Orlando PD's cold case unit marks major milestone

The Orlando Police Department’s Cold Case Unit is celebrating a major milestone, solving their first two cold case murders. The unit was started in March 2021. 

 "The early part of a cold case unit entails organizing hundreds of boxes that contain case files in each box," Lt. Frank Chisari said.  "So the first thing you do you sit down with these boxes. You go through them organize them and start looking at the cases you think you can start to chip away at with new technology or new leads that we may have come up through with other cases that are similar to other cases we’re working on in the cold case unit."

The OPD has more than 250 cold cases. The Cold Case Unit has looked at 38 cases in the last year, while doing so they discovered similar murders that were part of a 1987 violent crime spree that involved 16 brutal armed robberies. 

The suspect was described at the time as a young black male who wore red sneakers. All of his victims were white males, most of them older, many of them homeless, OPD says. 

 Investigators say his M.O.: he’d either attack these men while they were sleeping or sneak up on them from behind while they were walking in downtown Orlando.  All of his victims were beaten over the head with a piece of steel rebar.  

Police say he’d rob his victims of the few dollars they had and their wristwatches. Charlie Hall was convicted of 2 of the armed robberies in 1988 and was listed as a possible suspect in the two murders. 

Investigators say there was lots of DNA and evidence collected by the detectives working the cases in 1987.  "In 2009 there were some partial profiles found. Not enough to match against anyone suspect. Now in 2022, fast-forward, we have that capability. We have that technology," Cold Case Unit Homicide Detective Michael Fields said. 

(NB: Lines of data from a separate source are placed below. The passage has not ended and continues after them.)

//! The field-descriptor node making up a form's item tree.

use serde::{Deserialize, Serialize};
use serde_json::{Map, Value};

use crate::identity::ItemId;

/// Field-specific configuration (label, required flag, validation bounds...).
///
/// Opaque to the core except for the `name` sub-key, which is normalized
/// whenever it is set or changed. Interpretation of everything else belongs
/// to the rendering layer.
pub type ItemData = Map<String, Value>;

/// One field descriptor in the form's item tree.
///
/// `items`, when present, is an ordered child collection of the same shape;
/// insertion order is the render order. Absence means leaf. Wire keys stay
/// camelCase to match the historical event log.
#[derive(Clone, Debug, PartialEq, Serialize, Deserialize)]
pub struct Item {
    pub uuid: ItemId,
    #[serde(rename = "itemName")]
    pub item_name: String,
    pub data: ItemData,
    #[serde(default, skip_serializing_if = "Option::is_none")]
    pub items: Option<Vec<Item>>,
}

impl Item {
    /// Leaf node with the given identity, kind tag, and data.
    pub fn new(uuid: ItemId, item_name: impl Into<String>, data: ItemData) -> Self {
        Self {
            uuid,
            item_name: item_name.into(),
            data,
            items: None,
        }
    }

    /// Child collection, created on first use.
    pub fn children_mut(&mut self) -> &mut Vec<Item> {
        self.items.get_or_insert_with(Vec::new)
    }

    pub fn children(&self) -> &[Item] {
        self.items.as_deref().unwrap_or(&[])
    }
}

/// Normalizes a field name to lowercase ASCII alphanumerics.
///
/// Submitted values are keyed by these names downstream, so anything that is
/// not a safe identifier character is stripped rather than escaped.
pub fn normalize_name(raw: &str) -> String {
    raw.chars()
        .filter(char::is_ascii_alphanumeric)
        .collect::<String>()
        .to_ascii_lowercase()
}

/// Rewrites `data.name` in place through [`normalize_name`], if set.
///
/// Non-string values are left alone; presence checks belong to validation.
pub fn normalize_data_name(data: &mut ItemData) {
    if let Some(Value::String(name)) = data.get("name") {
        let cleaned = normalize_name(name);
        data.insert("name".to_owned(), Value::String(cleaned));
    }
}

#[cfg(test)]
mod tests {
    use super::*;
    use serde_json::json;

    #[test]
    fn normalize_strips_and_lowercases() {
        assert_eq!(normalize_name("My Field!"), "myfield");
        assert_eq!(normalize_name("Email"), "email");
        assert_eq!(normalize_name("a-b_c 9"), "abc9");
        assert_eq!(normalize_name("Ümlaut"), "mlaut");
        assert_eq!(normalize_name("!!!"), "");
    }

    #[test]
    fn normalize_data_name_only_touches_name() {
        let mut data = ItemData::new();
        data.insert("name".into(), json!("Phone Number"));
        data.insert("label".into(), json!("Phone Number"));
        normalize_data_name(&mut data);
        assert_eq!(data["name"], json!("phonenumber"));
        assert_eq!(data["label"], json!("Phone Number"));
    }

    #[test]
    fn normalize_data_name_ignores_non_strings() {
        let mut data = ItemData::new();
        data.insert("name".into(), json!(42));
        normalize_data_name(&mut data);
        assert_eq!(data["name"], json!(42));
    }

    #[test]
    fn item_serializes_with_wire_keys() {
        let item = Item::new(ItemId::generate(), "text", ItemData::new());
        let value = serde_json::to_value(&item).unwrap();
        assert!(value.get("itemName").is_some());
        assert!(value.get("items").is_none());
    }
}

Detective Fields and his partner and a volunteer spent nearly 100 hours connecting more dots and got a warrant in January to get a buccal swab to collect DNA from Charlie Hall.  When they went to Hall’s home to show him the warrant, and the evidence, they say Hall confessed, and they never even needed to get his DNA. 

 "I said what do you think the percentage of your DNA coming back on the murder weapon? He said 80 percent sure.  I said, what’s the other 20-percent? He said me not wanting to deal with this. He was very remorseful. He cried a number of times," Detective Fields said. 

 Hall is now charged with both murders.  While detectives were unable to track down any family members of the victims, Louie Halloway and Lawrence Stewart, they were able to get a hold of the original detectives who investigated the cases. Lt. Frank Chisari says one of the retired detectives was in tears hearing the news.

 "So I know after speaking to him that this case was hung over his head, he thought about it that he wasn’t able to get justice.  The time and effort, it stayed with him," Lt. Chisari said.   

He has a message for anyone who thinks they’ve gotten away with murder.  "If you’re hiding. If you’re living a normal life, you got this hanging over your head. We’re going to come get you we’re going to investigate these crimes you committed, and we’re going to get you," Lt. Chisari said.